Social media can be a force for good or ill. Certainly, chat rooms and forums can be a great place for someone who is lonely and friendless, with no one to talk to about how they are feeling. Finding comfort, answers to questions from people who are experiencing similar problems can keep a teen from feeling alienated, isolated, and alone.

It can also help us tap into unexpected audiences, reach people we might never have been able to introduce ourselves to, and consequently their friends. We have the potential with social media to speak to a large audience, a community of like-minded people.

But there are other aspects of social networks that are not so rosy. Some degree of caution is necessary. Living in a virtual world where we constantly check our phones can convince us that online is the real world, where the things we see and are told online are the truth.

That’s why it’s important;

– Choose who to follow with caution and recognize what their agenda might be. Be alert to the dangers of being groomed by someone who is not who or what they say they are, encouraging you to do things they are not comfortable with. Or perhaps they aim to become influencers, are allied with specific products, gradually introducing and recommending certain products or services, courting new followers, and essentially executing sales pitches. Take a step back and see what is really going on.

– Remember that it is your call, you can unfollow if you want. If something no longer follows you or you feel dissatisfied with what you see regularly, you can choose to go offline and stop it. And if posts pop up that you don’t like, are distressed, negatively affected, or unsettled, trust your gut and block them. It’s your device, your media stream; Close the door and don’t let them in.

– Set a limit for your online time, and use that time more efficiently. Yes, you can see your family online as a real and key part of your life, relationships that are genuine and supportive. It’s the only place where you can be yourself and you need to keep that in your life, but real person-to-person relationships are important too. Increasingly, many people work, shop, and manage their lives online, so it can provide fewer and fewer reasons to leave home. But relationships, learning to interact with others, developing social skills, understanding yourself better, all require getting away from devices and engaging in face-to-face communications.
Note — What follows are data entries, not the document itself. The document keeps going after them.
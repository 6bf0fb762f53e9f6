// SPDX-License-Identifier: MIT
//! npm converter toolchain: root discovery and subprocess invocation.
//!
//! Each converter reads a JSON spec on stdin and writes the converted
//! result to stdout. The npm root is resolved once per [`NpmTools`]
//! instance and cached for its lifetime; it is never invalidated, so a
//! changed installation requires a new instance.

use std::path::{Path, PathBuf};
use std::process::Stdio;
use std::time::Duration;

use serde_json::Value;
use tokio::io::AsyncWriteExt;
use tokio::process::Command;
use tokio::sync::OnceCell;
use tokio::time::timeout;
use tracing::debug;

use crate::config::NodeConfig;
use crate::error::{Result, SaverError};

/// Converter binaries and the npm packages that ship them.
pub(crate) const CONVERTERS: &[(&str, &str)] = &[
    ("vega-lite", "vl2vg"),
    ("vega-cli", "vg2png"),
    ("vega-cli", "vg2svg"),
    ("vega-cli", "vg2pdf"),
];

/// Handle on the installed npm converter toolchain.
pub struct NpmTools {
    config: NodeConfig,
    root: OnceCell<PathBuf>,
}

impl NpmTools {
    pub fn new(config: NodeConfig) -> Self {
        Self {
            config,
            root: OnceCell::new(),
        }
    }

    /// The npm installation root, resolved once and cached.
    pub async fn npm_root(&self) -> Result<&Path> {
        self.root
            .get_or_try_init(|| self.resolve_root())
            .await
            .map(PathBuf::as_path)
    }

    async fn resolve_root(&self) -> Result<PathBuf> {
        if let Some(root) = &self.config.npm_root {
            if !root.is_dir() {
                return Err(SaverError::NpmRootNotFound(root.clone()));
            }
            return Ok(root.clone());
        }

        let mut cmd = Command::new(&self.config.npm_program);
        cmd.arg("root");
        if self.config.global {
            cmd.arg("--global");
        }
        let out = run_with_deadline(cmd, "npm root", self.config.timeout_secs).await?;

        let root = PathBuf::from(String::from_utf8_lossy(&out).trim());
        if !root.is_dir() {
            return Err(SaverError::NpmRootNotFound(root));
        }
        debug!(root = %root.display(), "npm root resolved");
        Ok(root)
    }

    /// Absolute path of `tool`; a missing binary is a configuration error
    /// carrying an install hint for the configured npm scope.
    async fn tool_path(&self, package: &str, tool: &'static str) -> Result<PathBuf> {
        let path = self.npm_root().await?.join(package).join("bin").join(tool);
        if !path.exists() {
            return Err(SaverError::MissingTool {
                tool,
                path,
                hint: self.config.install_hint(),
            });
        }
        Ok(path)
    }

    /// Pipe the spec JSON to `tool`'s stdin and collect its stdout.
    async fn convert(&self, package: &str, tool: &'static str, spec: &Value) -> Result<Vec<u8>> {
        let path = self.tool_path(package, tool).await?;
        let input = serde_json::to_vec(spec)?;

        debug!(tool, bytes = input.len(), "invoking npm converter");
        let mut cmd = Command::new(&path);
        cmd.stdin(Stdio::piped());
        run_with_input(cmd, tool, &input, self.config.timeout_secs).await
    }

    /// vega-lite spec → compiled vega spec.
    pub async fn vl2vg(&self, spec: &Value) -> Result<Value> {
        let out = self.convert("vega-lite", "vl2vg", spec).await?;
        Ok(serde_json::from_slice(&out)?)
    }

    /// vega spec → PNG bytes.
    pub async fn vg2png(&self, spec: &Value) -> Result<Vec<u8>> {
        self.convert("vega-cli", "vg2png", spec).await
    }

    /// vega spec → PDF bytes.
    pub async fn vg2pdf(&self, spec: &Value) -> Result<Vec<u8>> {
        self.convert("vega-cli", "vg2pdf", spec).await
    }

    /// vega spec → SVG markup.
    pub async fn vg2svg(&self, spec: &Value) -> Result<String> {
        let out = self.convert("vega-cli", "vg2svg", spec).await?;
        Ok(String::from_utf8_lossy(&out).into_owned())
    }

    /// vega-lite spec → PNG bytes, chained through `vl2vg`.
    pub async fn vl2png(&self, spec: &Value) -> Result<Vec<u8>> {
        let vg = self.vl2vg(spec).await?;
        self.vg2png(&vg).await
    }

    /// vega-lite spec → PDF bytes, chained through `vl2vg`.
    pub async fn vl2pdf(&self, spec: &Value) -> Result<Vec<u8>> {
        let vg = self.vl2vg(spec).await?;
        self.vg2pdf(&vg).await
    }

    /// vega-lite spec → SVG markup, chained through `vl2vg`.
    pub async fn vl2svg(&self, spec: &Value) -> Result<String> {
        let vg = self.vl2vg(spec).await?;
        self.vg2svg(&vg).await
    }
}

/// Run `cmd` with nothing on stdin and return its stdout.
async fn run_with_deadline(mut cmd: Command, tool: &str, deadline_secs: u64) -> Result<Vec<u8>> {
    cmd.stdin(Stdio::null());
    run_with_input(cmd, tool, &[], deadline_secs).await
}

/// Spawn `cmd`, write `input` to its stdin, and wait under a deadline.
/// Non-zero exit propagates as a failure carrying the tool's stderr; on
/// timeout the child is killed (via kill-on-drop) and a timeout error
/// returned.
async fn run_with_input(
    mut cmd: Command,
    tool: &str,
    input: &[u8],
    deadline_secs: u64,
) -> Result<Vec<u8>> {
    let mut child = cmd
        .stdout(Stdio::piped())
        .stderr(Stdio::piped())
        .kill_on_drop(true)
        .spawn()?;

    if let Some(mut stdin) = child.stdin.take() {
        stdin.write_all(input).await?;
        // Dropping the handle closes the pipe so the tool sees EOF.
    }

    let deadline = Duration::from_secs(deadline_secs);
    let out = match timeout(deadline, child.wait_with_output()).await {
        Ok(result) => result?,
        Err(_elapsed) => {
            return Err(SaverError::Timeout {
                tool: tool.to_string(),
                secs: deadline_secs,
            });
        }
    };

    if !out.status.success() {
        return Err(SaverError::ToolFailed {
            tool: tool.to_string(),
            status: out.status.to_string(),
            stderr: String::from_utf8_lossy(&out.stderr).trim().to_string(),
        });
    }
    Ok(out.stdout)
}
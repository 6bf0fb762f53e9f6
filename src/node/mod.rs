// SPDX-License-Identifier: MIT
//! Node backend: conversions through npm-installed converter binaries.
//!
//! The only backend that can produce PDF output or pass a vega-lite spec
//! through unchanged. Vega-lite specs headed anywhere else are compiled
//! to vega with `vl2vg` first, then handed to the matching `vg2*` tool.

pub mod runner;

pub use runner::NpmTools;

use serde_json::Value;
use tracing::debug;

use crate::config::NodeConfig;
use crate::error::{Result, SaverError};
use crate::saver::{
    check_format, mime_type, single, FileFormat, MimeContent, Mimebundle, Mode, Saver,
    VEGALITE_VERSION, VEGA_VERSION,
};

const VEGA_FORMATS: &[FileFormat] = &[
    FileFormat::Png,
    FileFormat::Svg,
    FileFormat::Pdf,
    FileFormat::Vega,
];

const VEGALITE_FORMATS: &[FileFormat] = &[
    FileFormat::Png,
    FileFormat::Svg,
    FileFormat::Pdf,
    FileFormat::Vega,
    FileFormat::VegaLite,
];

/// Saver backed by the npm `vega-lite` / `vega-cli` toolchain.
pub struct NodeSaver {
    spec: Value,
    mode: Mode,
    tools: NpmTools,
    runtime: tokio::runtime::Runtime,
}

impl NodeSaver {
    /// Create a saver for `spec`. No discovery happens here; the npm root
    /// is resolved lazily on first conversion and cached per instance.
    pub fn new(spec: Value, mode: Mode, config: NodeConfig) -> Result<Self> {
        let runtime = tokio::runtime::Builder::new_current_thread()
            .enable_all()
            .build()?;
        Ok(Self {
            spec,
            mode,
            tools: NpmTools::new(config),
            runtime,
        })
    }

    async fn bundle(&self, fmt: FileFormat) -> Result<Mimebundle> {
        // vega-lite passthrough needs no tooling at all.
        if self.mode == Mode::VegaLite && fmt == FileFormat::VegaLite {
            return Ok(single(
                mime_type(fmt, VEGA_VERSION, VEGALITE_VERSION),
                MimeContent::Json(self.spec.clone()),
            ));
        }

        let spec = match self.mode {
            Mode::VegaLite => self.tools.vl2vg(&self.spec).await?,
            Mode::Vega => self.spec.clone(),
        };

        let content = match fmt {
            FileFormat::Vega => MimeContent::Json(spec),
            FileFormat::Png => MimeContent::Binary(self.tools.vg2png(&spec).await?),
            FileFormat::Svg => MimeContent::Text(self.tools.vg2svg(&spec).await?),
            FileFormat::Pdf => MimeContent::Binary(self.tools.vg2pdf(&spec).await?),
            FileFormat::VegaLite => {
                return Err(SaverError::Incompatible {
                    mode: self.mode,
                    format: fmt,
                })
            }
        };
        debug!(mode = %self.mode, format = %fmt, "node conversion complete");
        Ok(single(mime_type(fmt, VEGA_VERSION, VEGALITE_VERSION), content))
    }
}

impl Saver for NodeSaver {
    fn supported_formats(&self) -> &'static [FileFormat] {
        match self.mode {
            Mode::Vega => VEGA_FORMATS,
            Mode::VegaLite => VEGALITE_FORMATS,
        }
    }

    fn mimebundle(&self, fmt: FileFormat) -> Result<Mimebundle> {
        check_format(self.mode, fmt, self.supported_formats())?;
        self.runtime.block_on(self.bundle(fmt))
    }
}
– Meet others in person. and experience the spontaneity and diversity of life. Embrace personal growth and development by accepting that sometimes things may not go so well. You can make mistakes, get rejected, look foolish. That’s okay, it’s part of life and an important way to evolve and mature as a person.

– take over and decide not to spread negativity and gossip on your social media. Commit to sharing only good news. You may think that one person alone can’t make much of a difference, but when each of us takes a stand, we can sprinkle sunlight on our little corner of the world. Be the person who shares positivity, good results and happiness. Influence, perhaps in a small way, your social media feed, your world, your audience.

– Get out of your comfort zone. Join a class, a gym, a group. Visit the same places regularly and you will find that you start to meet the same people. Get used to making an effort, dressing up, having to show up on time – a different set of skills required in modern offline life. Challenge yourself every day.

In the same way that you have found your place and been accepted online, remember to also keep an eye on the offline world and allow yourself to meet many of those people who equally share your worries and insecurities. Observe how others behave together, get some tips and advice to learn different ways to contribute to conversations, improve your social skills and develop a more confident approach in every area of ​​life.